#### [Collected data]
━━━━━━━━━━━━━━━━

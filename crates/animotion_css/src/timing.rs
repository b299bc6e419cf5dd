//! Timing functions for the animation shorthand

use std::fmt;

use serde::{Deserialize, Deserializer, Serialize, Serializer};

/// Animation timing function.
///
/// The five CSS keywords, or any other literal (typically `cubic-bezier(...)`)
/// passed through verbatim.
#[derive(Clone, Debug, Default, PartialEq, Eq, Hash)]
pub enum TimingFunction {
    Linear,
    #[default]
    Ease,
    EaseIn,
    EaseOut,
    EaseInOut,
    Custom(String),
}

impl TimingFunction {
    /// Build a `cubic-bezier(x1, y1, x2, y2)` literal
    pub fn cubic_bezier(x1: f64, y1: f64, x2: f64, y2: f64) -> Self {
        use crate::format::format_number as n;
        Self::Custom(format!(
            "cubic-bezier({}, {}, {}, {})",
            n(x1),
            n(y1),
            n(x2),
            n(y2)
        ))
    }

    /// CSS text of the timing function
    pub fn as_css(&self) -> &str {
        match self {
            Self::Linear => "linear",
            Self::Ease => "ease",
            Self::EaseIn => "ease-in",
            Self::EaseOut => "ease-out",
            Self::EaseInOut => "ease-in-out",
            Self::Custom(css) => css,
        }
    }

    /// Whether this is one of the CSS keywords
    pub fn is_keyword(&self) -> bool {
        !matches!(self, Self::Custom(_))
    }
}

impl From<&str> for TimingFunction {
    fn from(css: &str) -> Self {
        match css {
            "linear" => Self::Linear,
            "ease" => Self::Ease,
            "ease-in" => Self::EaseIn,
            "ease-out" => Self::EaseOut,
            "ease-in-out" => Self::EaseInOut,
            other => Self::Custom(other.to_string()),
        }
    }
}

impl From<String> for TimingFunction {
    fn from(css: String) -> Self {
        Self::from(css.as_str())
    }
}

impl fmt::Display for TimingFunction {
    fn fmt(&self, f: &mut fmt::Formatter<'_>) -> fmt::Result {
        f.write_str(self.as_css())
    }
}

impl Serialize for TimingFunction {
    fn serialize<S: Serializer>(&self, serializer: S) -> Result<S::Ok, S::Error> {
        serializer.serialize_str(self.as_css())
    }
}

impl<'de> Deserialize<'de> for TimingFunction {
    fn deserialize<D: Deserializer<'de>>(deserializer: D) -> Result<Self, D::Error> {
        String::deserialize(deserializer).map(Self::from)
    }
}

/// Labelled timing functions offered by the editor
pub fn timing_functions() -> Vec<(&'static str, TimingFunction)> {
    vec![
        ("Linear", TimingFunction::Linear),
        ("Ease", TimingFunction::Ease),
        ("Ease In", TimingFunction::EaseIn),
        ("Ease Out", TimingFunction::EaseOut),
        ("Ease In Out", TimingFunction::EaseInOut),
        ("Smooth", TimingFunction::cubic_bezier(0.4, 0.0, 0.2, 1.0)),
        ("Accelerate", TimingFunction::cubic_bezier(0.4, 0.0, 1.0, 1.0)),
        ("Decelerate", TimingFunction::cubic_bezier(0.0, 0.0, 0.2, 1.0)),
        ("Bouncy", TimingFunction::cubic_bezier(0.68, -0.55, 0.265, 1.55)),
        ("Back Out", TimingFunction::cubic_bezier(0.175, 0.885, 0.32, 1.275)),
        ("Back In", TimingFunction::cubic_bezier(0.6, -0.28, 0.735, 0.045)),
        ("Circular", TimingFunction::cubic_bezier(0.785, 0.135, 0.15, 0.86)),
        ("Exponential", TimingFunction::cubic_bezier(0.77, 0.0, 0.175, 1.0)),
        ("Elastic", TimingFunction::cubic_bezier(0.5, 1.5, 0.5, -0.5)),
        ("Swing", TimingFunction::cubic_bezier(0.02, 0.01, 0.47, 1.0)),
    ]
}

━━━━━━━━━━━━━━━━

#### [What is required]
Each record should be returned precisely as written.

#### [Solution]
filename crates/animotion_css/src/timing.rs
repository b299bc6e419cf5dd
//! Timing functions for the animation shorthand

use std::fmt;

use serde::{Deserialize, Deserializer, Serialize, Serializer};

/// Animation timing function.
///
/// The five CSS keywords, or any other literal (typically `cubic-bezier(...)`)
/// passed through verbatim.
#[derive(Clone, Debug, Default, PartialEq, Eq, Hash)]
pub enum TimingFunction {
    Linear,
    #[default]
    Ease,
    EaseIn,
    EaseOut,
    EaseInOut,
    Custom(String),
}

impl TimingFunction {
    /// Build a `cubic-bezier(x1, y1, x2, y2)` literal
    pub fn cubic_bezier(x1: f64, y1: f64, x2: f64, y2: f64) -> Self {
        use crate::format::format_number as n;
        Self::Custom(format!(
            "cubic-bezier({}, {}, {}, {})",
            n(x1),
            n(y1),
            n(x2),
            n(y2)
        ))
    }

    /// CSS text of the timing function
    pub fn as_css(&self) -> &str {
        match self {
            Self::Linear => "linear",
            Self::Ease => "ease",
            Self::EaseIn => "ease-in",
            Self::EaseOut => "ease-out",
            Self::EaseInOut => "ease-in-out",
            Self::Custom(css) => css,
        }
    }

    /// Whether this is one of the CSS keywords
    pub fn is_keyword(&self) -> bool {
        !matches!(self, Self::Custom(_))
    }
}

impl From<&str> for TimingFunction {
    fn from(css: &str) -> Self {
        match css {
            "linear" => Self::Linear,
            "ease" => Self::Ease,
            "ease-in" => Self::EaseIn,
            "ease-out" => Self::EaseOut,
            "ease-in-out" => Self::EaseInOut,
            other => Self::Custom(other.to_string()),
        }
    }
}

impl From<String> for TimingFunction {
    fn from(css: String) -> Self {
        Self::from(css.as_str())
    }
}

impl fmt::Display for TimingFunction {
    fn fmt(&self, f: &mut fmt::Formatter<'_>) -> fmt::Result {
        f.write_str(self.as_css())
    }
}

impl Serialize for TimingFunction {
    fn serialize<S: Serializer>(&self, serializer: S) -> Result<S::Ok, S::Error> {
        serializer.serialize_str(self.as_css())
    }
}

impl<'de> Deserialize<'de> for TimingFunction {
    fn deserialize<D: Deserializer<'de>>(deserializer: D) -> Result<Self, D::Error> {
        String::deserialize(deserializer).map(Self::from)
    }
}

/// Labelled timing functions offered by the editor
pub fn timing_functions() -> Vec<(&'static str, TimingFunction)> {
    vec![
        ("Linear", TimingFunction::Linear),
        ("Ease", TimingFunction::Ease),
        ("Ease In", TimingFunction::EaseIn),
        ("Ease Out", TimingFunction::EaseOut),
        ("Ease In Out", TimingFunction::EaseInOut),
        ("Smooth", TimingFunction::cubic_bezier(0.4, 0.0, 0.2, 1.0)),
        ("Accelerate", TimingFunction::cubic_bezier(0.4, 0.0, 1.0, 1.0)),
        ("Decelerate", TimingFunction::cubic_bezier(0.0, 0.0, 0.2, 1.0)),
        ("Bouncy", TimingFunction::cubic_bezier(0.68, -0.55, 0.265, 1.55)),
        ("Back Out", TimingFunction::cubic_bezier(0.175, 0.885, 0.32, 1.275)),
        ("Back In", TimingFunction::cubic_bezier(0.6, -0.28, 0.735, 0.045)),
        ("Circular", TimingFunction::cubic_bezier(0.785, 0.135, 0.15, 0.86)),
        ("Exponential", TimingFunction::cubic_bezier(0.77, 0.0, 0.175, 1.0)),
        ("Elastic", TimingFunction::cubic_bezier(0.5, 1.5, 0.5, -0.5)),
        ("Swing", TimingFunction::cubic_bezier(0.02, 0.01, 0.47, 1.0)),
    ]
}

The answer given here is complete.